# What you need to do:
From the data below, copy out every line in which the word "Relaxed" occurs.

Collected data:
>>>
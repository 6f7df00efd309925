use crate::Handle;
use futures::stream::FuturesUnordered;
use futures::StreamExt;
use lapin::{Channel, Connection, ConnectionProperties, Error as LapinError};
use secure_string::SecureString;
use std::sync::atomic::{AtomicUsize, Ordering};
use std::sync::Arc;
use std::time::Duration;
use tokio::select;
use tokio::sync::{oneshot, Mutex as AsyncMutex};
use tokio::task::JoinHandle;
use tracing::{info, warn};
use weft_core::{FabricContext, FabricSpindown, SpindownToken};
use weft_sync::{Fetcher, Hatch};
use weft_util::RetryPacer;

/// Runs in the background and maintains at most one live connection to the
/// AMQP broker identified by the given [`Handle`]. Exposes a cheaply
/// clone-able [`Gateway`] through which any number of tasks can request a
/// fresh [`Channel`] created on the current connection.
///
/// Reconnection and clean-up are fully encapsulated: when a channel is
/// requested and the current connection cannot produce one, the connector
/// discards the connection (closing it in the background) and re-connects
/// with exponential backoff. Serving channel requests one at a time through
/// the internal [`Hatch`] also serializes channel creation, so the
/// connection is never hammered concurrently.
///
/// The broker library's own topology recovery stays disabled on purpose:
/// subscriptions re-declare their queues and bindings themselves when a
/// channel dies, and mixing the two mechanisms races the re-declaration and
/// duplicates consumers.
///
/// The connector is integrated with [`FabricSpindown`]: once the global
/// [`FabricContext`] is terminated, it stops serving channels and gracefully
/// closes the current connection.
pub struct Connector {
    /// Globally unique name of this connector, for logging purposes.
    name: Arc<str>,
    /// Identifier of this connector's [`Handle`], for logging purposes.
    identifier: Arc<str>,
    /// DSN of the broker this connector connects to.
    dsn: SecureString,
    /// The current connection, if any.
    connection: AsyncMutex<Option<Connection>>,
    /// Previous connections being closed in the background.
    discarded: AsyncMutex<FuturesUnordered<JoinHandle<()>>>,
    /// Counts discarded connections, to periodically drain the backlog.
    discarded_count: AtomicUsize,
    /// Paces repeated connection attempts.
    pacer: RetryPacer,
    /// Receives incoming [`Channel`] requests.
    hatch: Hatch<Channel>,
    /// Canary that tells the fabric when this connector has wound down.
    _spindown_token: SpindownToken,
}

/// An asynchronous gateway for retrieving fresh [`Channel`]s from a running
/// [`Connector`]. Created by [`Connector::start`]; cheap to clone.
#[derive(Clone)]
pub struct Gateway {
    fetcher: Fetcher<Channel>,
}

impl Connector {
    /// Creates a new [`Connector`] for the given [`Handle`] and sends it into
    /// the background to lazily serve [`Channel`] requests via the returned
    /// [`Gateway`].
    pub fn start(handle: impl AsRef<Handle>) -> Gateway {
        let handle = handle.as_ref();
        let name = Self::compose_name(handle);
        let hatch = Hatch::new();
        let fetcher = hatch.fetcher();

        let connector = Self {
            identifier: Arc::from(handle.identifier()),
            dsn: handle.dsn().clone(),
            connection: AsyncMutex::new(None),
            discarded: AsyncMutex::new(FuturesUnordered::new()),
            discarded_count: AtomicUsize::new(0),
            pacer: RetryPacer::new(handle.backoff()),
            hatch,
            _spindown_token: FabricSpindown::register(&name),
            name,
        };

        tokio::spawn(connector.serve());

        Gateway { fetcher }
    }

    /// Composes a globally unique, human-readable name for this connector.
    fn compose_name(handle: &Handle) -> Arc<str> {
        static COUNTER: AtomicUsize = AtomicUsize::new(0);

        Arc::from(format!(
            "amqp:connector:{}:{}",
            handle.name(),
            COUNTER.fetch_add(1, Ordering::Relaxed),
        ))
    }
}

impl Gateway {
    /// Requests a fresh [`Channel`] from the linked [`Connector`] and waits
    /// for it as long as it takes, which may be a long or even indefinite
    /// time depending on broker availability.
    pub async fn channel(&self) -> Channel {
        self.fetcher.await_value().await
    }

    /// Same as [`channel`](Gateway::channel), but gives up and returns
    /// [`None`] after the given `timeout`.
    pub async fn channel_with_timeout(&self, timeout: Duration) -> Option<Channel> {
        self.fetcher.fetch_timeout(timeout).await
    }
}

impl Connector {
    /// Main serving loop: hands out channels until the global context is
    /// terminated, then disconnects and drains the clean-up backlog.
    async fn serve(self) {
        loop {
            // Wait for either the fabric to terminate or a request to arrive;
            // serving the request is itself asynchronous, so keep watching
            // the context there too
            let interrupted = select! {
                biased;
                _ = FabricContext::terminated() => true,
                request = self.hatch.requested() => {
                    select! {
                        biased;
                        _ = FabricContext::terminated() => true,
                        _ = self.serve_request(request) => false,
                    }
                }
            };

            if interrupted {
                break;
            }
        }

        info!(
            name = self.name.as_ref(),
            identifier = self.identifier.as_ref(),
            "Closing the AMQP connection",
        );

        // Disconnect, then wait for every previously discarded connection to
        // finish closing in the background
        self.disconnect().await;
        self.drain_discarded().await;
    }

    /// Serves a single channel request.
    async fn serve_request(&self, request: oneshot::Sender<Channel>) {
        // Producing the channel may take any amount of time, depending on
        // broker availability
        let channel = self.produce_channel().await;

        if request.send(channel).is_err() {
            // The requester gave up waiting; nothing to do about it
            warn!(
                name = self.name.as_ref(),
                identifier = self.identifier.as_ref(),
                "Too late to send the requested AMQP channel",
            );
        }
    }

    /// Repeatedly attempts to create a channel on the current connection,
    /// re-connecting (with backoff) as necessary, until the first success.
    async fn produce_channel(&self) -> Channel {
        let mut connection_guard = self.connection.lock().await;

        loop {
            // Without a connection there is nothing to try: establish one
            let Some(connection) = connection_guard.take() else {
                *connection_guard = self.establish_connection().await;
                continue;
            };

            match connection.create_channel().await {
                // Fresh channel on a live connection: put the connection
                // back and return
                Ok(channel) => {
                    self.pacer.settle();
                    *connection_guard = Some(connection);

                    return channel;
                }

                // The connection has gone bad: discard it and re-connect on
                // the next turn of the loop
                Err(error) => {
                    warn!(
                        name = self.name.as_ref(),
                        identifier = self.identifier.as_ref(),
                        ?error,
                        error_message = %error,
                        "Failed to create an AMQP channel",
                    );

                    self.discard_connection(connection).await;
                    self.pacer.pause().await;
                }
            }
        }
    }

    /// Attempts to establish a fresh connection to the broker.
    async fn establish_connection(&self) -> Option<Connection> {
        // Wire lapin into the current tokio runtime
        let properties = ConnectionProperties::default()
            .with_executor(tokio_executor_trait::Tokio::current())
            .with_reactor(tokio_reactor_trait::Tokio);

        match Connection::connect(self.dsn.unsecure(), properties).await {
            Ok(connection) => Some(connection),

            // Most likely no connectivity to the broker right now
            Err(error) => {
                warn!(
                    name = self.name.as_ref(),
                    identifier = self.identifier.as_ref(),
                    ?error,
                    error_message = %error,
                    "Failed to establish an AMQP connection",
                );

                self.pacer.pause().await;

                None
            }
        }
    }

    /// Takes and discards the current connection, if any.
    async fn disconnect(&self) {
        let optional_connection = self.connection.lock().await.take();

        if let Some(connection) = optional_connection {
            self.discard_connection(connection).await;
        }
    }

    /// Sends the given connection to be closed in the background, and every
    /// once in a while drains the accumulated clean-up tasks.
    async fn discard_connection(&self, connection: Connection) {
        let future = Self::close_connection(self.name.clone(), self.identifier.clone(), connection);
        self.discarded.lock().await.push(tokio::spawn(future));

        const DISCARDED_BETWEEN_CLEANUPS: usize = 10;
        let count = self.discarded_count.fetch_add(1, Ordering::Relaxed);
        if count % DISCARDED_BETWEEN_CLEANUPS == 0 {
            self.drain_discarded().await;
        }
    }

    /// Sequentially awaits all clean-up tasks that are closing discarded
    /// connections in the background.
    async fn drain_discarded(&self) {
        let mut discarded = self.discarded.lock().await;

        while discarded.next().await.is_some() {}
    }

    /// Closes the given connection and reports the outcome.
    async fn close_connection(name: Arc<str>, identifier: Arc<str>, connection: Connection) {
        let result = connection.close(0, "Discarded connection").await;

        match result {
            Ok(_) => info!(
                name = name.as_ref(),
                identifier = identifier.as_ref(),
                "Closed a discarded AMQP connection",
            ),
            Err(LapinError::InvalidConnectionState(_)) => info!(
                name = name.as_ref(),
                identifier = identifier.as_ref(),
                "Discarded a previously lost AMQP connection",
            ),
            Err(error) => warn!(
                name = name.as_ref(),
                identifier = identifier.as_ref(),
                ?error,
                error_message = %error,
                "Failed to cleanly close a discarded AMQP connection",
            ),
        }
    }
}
<<<
# Solution:
            COUNTER.fetch_add(1, Ordering::Relaxed),
        let count = self.discarded_count.fetch_add(1, Ordering::Relaxed);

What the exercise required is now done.